Write the material out again, line by line, exactly as it is.

RECORDED INFORMATION Block Start

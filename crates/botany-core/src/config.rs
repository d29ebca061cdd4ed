//! Swab prototypes and engine configuration.
//!
//! Prototypes describe how a kind of swab behaves: how long swabbing takes,
//! whether it picks up contamination, whether it can be wiped, and whether
//! it is an applicator housing. They load from a JSON array; every field
//! except `id` falls back to the plain botany swab defaults.

use std::collections::HashSet;
use std::path::Path;

use serde::{Deserialize, Serialize};

use crate::components::SoundCue;
use crate::error::ConfigError;

/// Slot id given to applicator housings
pub const APPLICATOR_SLOT: &str = "swab_slot";

/// Blueprint for spawning a swab entity.
#[derive(Debug, Clone, PartialEq, Serialize, Deserialize)]
#[serde(default)]
pub struct SwabPrototype {
    pub id: String,
    pub name: String,
    pub swab_delay: f32,
    pub contaminate: bool,
    pub cleanable: bool,
    pub usable_if_clean: bool,
    pub swab_sound: Option<SoundCue>,
    pub clean_sound: Option<SoundCue>,
    /// When set, the spawned entity is a housing with a slot of this id
    pub container_slot: Option<String>,
}

impl Default for SwabPrototype {
    fn default() -> Self {
        Self::botany_swab()
    }
}

impl SwabPrototype {
    /// Single-use cotton swab
    pub fn botany_swab() -> Self {
        Self {
            id: "BotanySwab".into(),
            name: "botany swab".into(),
            swab_delay: 2.0,
            contaminate: true,
            cleanable: false,
            usable_if_clean: true,
            swab_sound: None,
            clean_sound: None,
            container_slot: None,
        }
    }

    /// Reusable synthetic swab: wipes clean, keeps its sample when depositing
    pub fn synth_swab() -> Self {
        Self {
            id: "SynthSwab".into(),
            name: "synthetic swab".into(),
            contaminate: false,
            cleanable: true,
            swab_sound: Some(SoundCue::new("/Audio/Items/Botany/swab.ogg")),
            clean_sound: Some(SoundCue::new("/Audio/Effects/Fluids/splat.ogg")),
            ..Self::botany_swab()
        }
    }

    /// Housing that takes a loaded swab and applies it without contamination
    pub fn swab_applicator() -> Self {
        Self {
            id: "SwabApplicator".into(),
            name: "swab applicator".into(),
            swab_delay: 1.0,
            contaminate: false,
            usable_if_clean: false,
            swab_sound: Some(SoundCue::new("/Audio/Items/Botany/swab.ogg")),
            container_slot: Some(APPLICATOR_SLOT.into()),
            ..Self::botany_swab()
        }
    }

    pub fn is_applicator(&self) -> bool {
        self.container_slot.is_some()
    }

    pub fn validate(&self) -> Result<(), ConfigError> {
        let invalid = |reason: &str| ConfigError::Invalid {
            id: self.id.clone(),
            reason: reason.to_string(),
        };

        if self.id.trim().is_empty() {
            return Err(invalid("id must not be empty"));
        }
        if !self.swab_delay.is_finite() || self.swab_delay < 0.0 {
            return Err(invalid("swab_delay must be a non-negative number of seconds"));
        }
        if let Some(slot) = &self.container_slot {
            if slot.trim().is_empty() {
                return Err(invalid("container_slot must not be empty"));
            }
        }
        Ok(())
    }
}

/// A validated set of prototypes, looked up by id.
#[derive(Debug, Clone, Default)]
pub struct PrototypeSet {
    prototypes: Vec<SwabPrototype>,
}

impl PrototypeSet {
    pub fn builtin() -> Self {
        Self {
            prototypes: vec![
                SwabPrototype::botany_swab(),
                SwabPrototype::synth_swab(),
                SwabPrototype::swab_applicator(),
            ],
        }
    }

    pub fn from_json_str(json: &str) -> Result<Self, ConfigError> {
        let prototypes: Vec<SwabPrototype> = serde_json::from_str(json)?;
        Self::from_prototypes(prototypes)
    }

    pub fn from_path(path: impl AsRef<Path>) -> Result<Self, ConfigError> {
        let json = std::fs::read_to_string(path)?;
        Self::from_json_str(&json)
    }

    pub fn from_prototypes(prototypes: Vec<SwabPrototype>) -> Result<Self, ConfigError> {
        let mut seen = HashSet::new();
        for proto in &prototypes {
            proto.validate()?;
            if !seen.insert(proto.id.as_str()) {
                return Err(ConfigError::Duplicate(proto.id.clone()));
            }
        }
        Ok(Self { prototypes })
    }

    pub fn get(&self, id: &str) -> Option<&SwabPrototype> {
        self.prototypes.iter().find(|p| p.id == id)
    }

    pub fn iter(&self) -> impl Iterator<Item = &SwabPrototype> {
        self.prototypes.iter()
    }

    pub fn len(&self) -> usize {
        self.prototypes.len()
    }

    pub fn is_empty(&self) -> bool {
        self.prototypes.is_empty()
    }
}

/// Engine-wide tuning
#[derive(Debug, Clone, PartialEq, Serialize, Deserialize)]
#[serde(default)]
pub struct EngineConfig {
    /// How far (world units) a user may drift before a break-on-move do-after cancels
    pub movement_threshold: f32,
    /// Seed for the reference crossing service
    pub mutation_seed: u64,
}

impl Default for EngineConfig {
    fn default() -> Self {
        Self {
            movement_threshold: 0.3,
            mutation_seed: 0,
        }
    }
}

#[cfg(test)]
mod tests {
    use super::*;

    #[test]
    fn test_builtin_prototypes_valid() {
        let set = PrototypeSet::builtin();
        assert_eq!(set.len(), 3);
        for proto in set.iter() {
            assert!(proto.validate().is_ok(), "{} invalid", proto.id);
        }
        assert!(set.get("SwabApplicator").unwrap().is_applicator());
        assert!(!set.get("BotanySwab").unwrap().is_applicator());
    }

    #[test]
    fn test_json_defaults_fill_missing_fields() {
        let set = PrototypeSet::from_json_str(
            r#"[
                {"id": "QuickSwab", "swab_delay": 0.5},
                {"id": "Wiper", "cleanable": true, "contaminate": false}
            ]"#,
        )
        .unwrap();

        let quick = set.get("QuickSwab").unwrap();
        assert_eq!(quick.swab_delay, 0.5);
        assert!(quick.contaminate);
        assert!(quick.usable_if_clean);

        let wiper = set.get("Wiper").unwrap();
        assert!(wiper.cleanable);
        assert!(!wiper.contaminate);
        assert_eq!(wiper.swab_delay, 2.0);
    }

    #[test]
    fn test_negative_delay_rejected() {
        let err = PrototypeSet::from_json_str(r#"[{"id": "Broken", "swab_delay": -1.0}]"#)
            .unwrap_err();
        assert!(matches!(err, ConfigError::Invalid { ref id, .. } if id == "Broken"));
    }

    #[test]
    fn test_duplicate_id_rejected() {
        let err = PrototypeSet::from_json_str(r#"[{"id": "A"}, {"id": "A"}]"#).unwrap_err();
        assert!(matches!(err, ConfigError::Duplicate(ref id) if id == "A"));
    }

    #[test]
    fn test_malformed_json() {
        assert!(matches!(
            PrototypeSet::from_json_str("not json"),
            Err(ConfigError::Json(_))
        ));
    }

    #[test]
    fn test_engine_config_defaults() {
        let config: EngineConfig = serde_json::from_str("{}").unwrap();
        assert_eq!(config, EngineConfig::default());
    }

    #[test]
    fn test_shipped_data_matches_builtin() {
        let shipped =
            PrototypeSet::from_json_str(include_str!("../../../data/swab_prototypes.json")).unwrap();
        let builtin = PrototypeSet::builtin();
        assert_eq!(shipped.len(), builtin.len());
        for proto in builtin.iter() {
            assert_eq!(shipped.get(&proto.id), Some(proto));
        }
    }
}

RECORDED INFORMATION Block End

ANSWER BOX
filename crates/botany-core/src/config.rs
repository d29ebca061cdd4ed
//! Swab prototypes and engine configuration.
//!
//! Prototypes describe how a kind of swab behaves: how long swabbing takes,
//! whether it picks up contamination, whether it can be wiped, and whether
//! it is an applicator housing. They load from a JSON array; every field
//! except `id` falls back to the plain botany swab defaults.

use std::collections::HashSet;
use std::path::Path;

use serde::{Deserialize, Serialize};

use crate::components::SoundCue;
use crate::error::ConfigError;

/// Slot id given to applicator housings
pub const APPLICATOR_SLOT: &str = "swab_slot";

/// Blueprint for spawning a swab entity.
#[derive(Debug, Clone, PartialEq, Serialize, Deserialize)]
#[serde(default)]
pub struct SwabPrototype {
    pub id: String,
    pub name: String,
    pub swab_delay: f32,
    pub contaminate: bool,
    pub cleanable: bool,
    pub usable_if_clean: bool,
    pub swab_sound: Option<SoundCue>,
    pub clean_sound: Option<SoundCue>,
    /// When set, the spawned entity is a housing with a slot of this id
    pub container_slot: Option<String>,
}

impl Default for SwabPrototype {
    fn default() -> Self {
        Self::botany_swab()
    }
}

impl SwabPrototype {
    /// Single-use cotton swab
    pub fn botany_swab() -> Self {
        Self {
            id: "BotanySwab".into(),
            name: "botany swab".into(),
            swab_delay: 2.0,
            contaminate: true,
            cleanable: false,
            usable_if_clean: true,
            swab_sound: None,
            clean_sound: None,
            container_slot: None,
        }
    }

    /// Reusable synthetic swab: wipes clean, keeps its sample when depositing
    pub fn synth_swab() -> Self {
        Self {
            id: "SynthSwab".into(),
            name: "synthetic swab".into(),
            contaminate: false,
            cleanable: true,
            swab_sound: Some(SoundCue::new("/Audio/Items/Botany/swab.ogg")),
            clean_sound: Some(SoundCue::new("/Audio/Effects/Fluids/splat.ogg")),
            ..Self::botany_swab()
        }
    }

    /// Housing that takes a loaded swab and applies it without contamination
    pub fn swab_applicator() -> Self {
        Self {
            id: "SwabApplicator".into(),
            name: "swab applicator".into(),
            swab_delay: 1.0,
            contaminate: false,
            usable_if_clean: false,
            swab_sound: Some(SoundCue::new("/Audio/Items/Botany/swab.ogg")),
            container_slot: Some(APPLICATOR_SLOT.into()),
            ..Self::botany_swab()
        }
    }

    pub fn is_applicator(&self) -> bool {
        self.container_slot.is_some()
    }

    pub fn validate(&self) -> Result<(), ConfigError> {
        let invalid = |reason: &str| ConfigError::Invalid {
            id: self.id.clone(),
            reason: reason.to_string(),
        };

        if self.id.trim().is_empty() {
            return Err(invalid("id must not be empty"));
        }
        if !self.swab_delay.is_finite() || self.swab_delay < 0.0 {
            return Err(invalid("swab_delay must be a non-negative number of seconds"));
        }
        if let Some(slot) = &self.container_slot {
            if slot.trim().is_empty() {
                return Err(invalid("container_slot must not be empty"));
            }
        }
        Ok(())
    }
}

/// A validated set of prototypes, looked up by id.
#[derive(Debug, Clone, Default)]
pub struct PrototypeSet {
    prototypes: Vec<SwabPrototype>,
}

impl PrototypeSet {
    pub fn builtin() -> Self {
        Self {
            prototypes: vec![
                SwabPrototype::botany_swab(),
                SwabPrototype::synth_swab(),
                SwabPrototype::swab_applicator(),
            ],
        }
    }

    pub fn from_json_str(json: &str) -> Result<Self, ConfigError> {
        let prototypes: Vec<SwabPrototype> = serde_json::from_str(json)?;
        Self::from_prototypes(prototypes)
    }

    pub fn from_path(path: impl AsRef<Path>) -> Result<Self, ConfigError> {
        let json = std::fs::read_to_string(path)?;
        Self::from_json_str(&json)
    }

    pub fn from_prototypes(prototypes: Vec<SwabPrototype>) -> Result<Self, ConfigError> {
        let mut seen = HashSet::new();
        for proto in &prototypes {
            proto.validate()?;
            if !seen.insert(proto.id.as_str()) {
                return Err(ConfigError::Duplicate(proto.id.clone()));
            }
        }
        Ok(Self { prototypes })
    }

    pub fn get(&self, id: &str) -> Option<&SwabPrototype> {
        self.prototypes.iter().find(|p| p.id == id)
    }

    pub fn iter(&self) -> impl Iterator<Item = &SwabPrototype> {
        self.prototypes.iter()
    }

    pub fn len(&self) -> usize {
        self.prototypes.len()
    }

    pub fn is_empty(&self) -> bool {
        self.prototypes.is_empty()
    }
}

/// Engine-wide tuning
#[derive(Debug, Clone, PartialEq, Serialize, Deserialize)]
#[serde(default)]
pub struct EngineConfig {
    /// How far (world units) a user may drift before a break-on-move do-after cancels
    pub movement_threshold: f32,
    /// Seed for the reference crossing service
    pub mutation_seed: u64,
}

impl Default for EngineConfig {
    fn default() -> Self {
        Self {
            movement_threshold: 0.3,
            mutation_seed: 0,
        }
    }
}

#[cfg(test)]
mod tests {
    use super::*;

    #[test]
    fn test_builtin_prototypes_valid() {
        let set = PrototypeSet::builtin();
        assert_eq!(set.len(), 3);
        for proto in set.iter() {
            assert!(proto.validate().is_ok(), "{} invalid", proto.id);
        }
        assert!(set.get("SwabApplicator").unwrap().is_applicator());
        assert!(!set.get("BotanySwab").unwrap().is_applicator());
    }

    #[test]
    fn test_json_defaults_fill_missing_fields() {
        let set = PrototypeSet::from_json_str(
            r#"[
                {"id": "QuickSwab", "swab_delay": 0.5},
                {"id": "Wiper", "cleanable": true, "contaminate": false}
            ]"#,
        )
        .unwrap();

        let quick = set.get("QuickSwab").unwrap();
        assert_eq!(quick.swab_delay, 0.5);
        assert!(quick.contaminate);
        assert!(quick.usable_if_clean);

        let wiper = set.get("Wiper").unwrap();
        assert!(wiper.cleanable);
        assert!(!wiper.contaminate);
        assert_eq!(wiper.swab_delay, 2.0);
    }

    #[test]
    fn test_negative_delay_rejected() {
        let err = PrototypeSet::from_json_str(r#"[{"id": "Broken", "swab_delay": -1.0}]"#)
            .unwrap_err();
        assert!(matches!(err, ConfigError::Invalid { ref id, .. } if id == "Broken"));
    }

    #[test]
    fn test_duplicate_id_rejected() {
        let err = PrototypeSet::from_json_str(r#"[{"id": "A"}, {"id": "A"}]"#).unwrap_err();
        assert!(matches!(err, ConfigError::Duplicate(ref id) if id == "A"));
    }

    #[test]
    fn test_malformed_json() {
        assert!(matches!(
            PrototypeSet::from_json_str("not json"),
            Err(ConfigError::Json(_))
        ));
    }

    #[test]
    fn test_engine_config_defaults() {
        let config: EngineConfig = serde_json::from_str("{}").unwrap();
        assert_eq!(config, EngineConfig::default());
    }

    #[test]
    fn test_shipped_data_matches_builtin() {
        let shipped =
            PrototypeSet::from_json_str(include_str!("../../../data/swab_prototypes.json")).unwrap();
        let builtin = PrototypeSet::builtin();
        assert_eq!(shipped.len(), builtin.len());
        for proto in builtin.iter() {
            assert_eq!(shipped.get(&proto.id), Some(proto));
        }
    }
}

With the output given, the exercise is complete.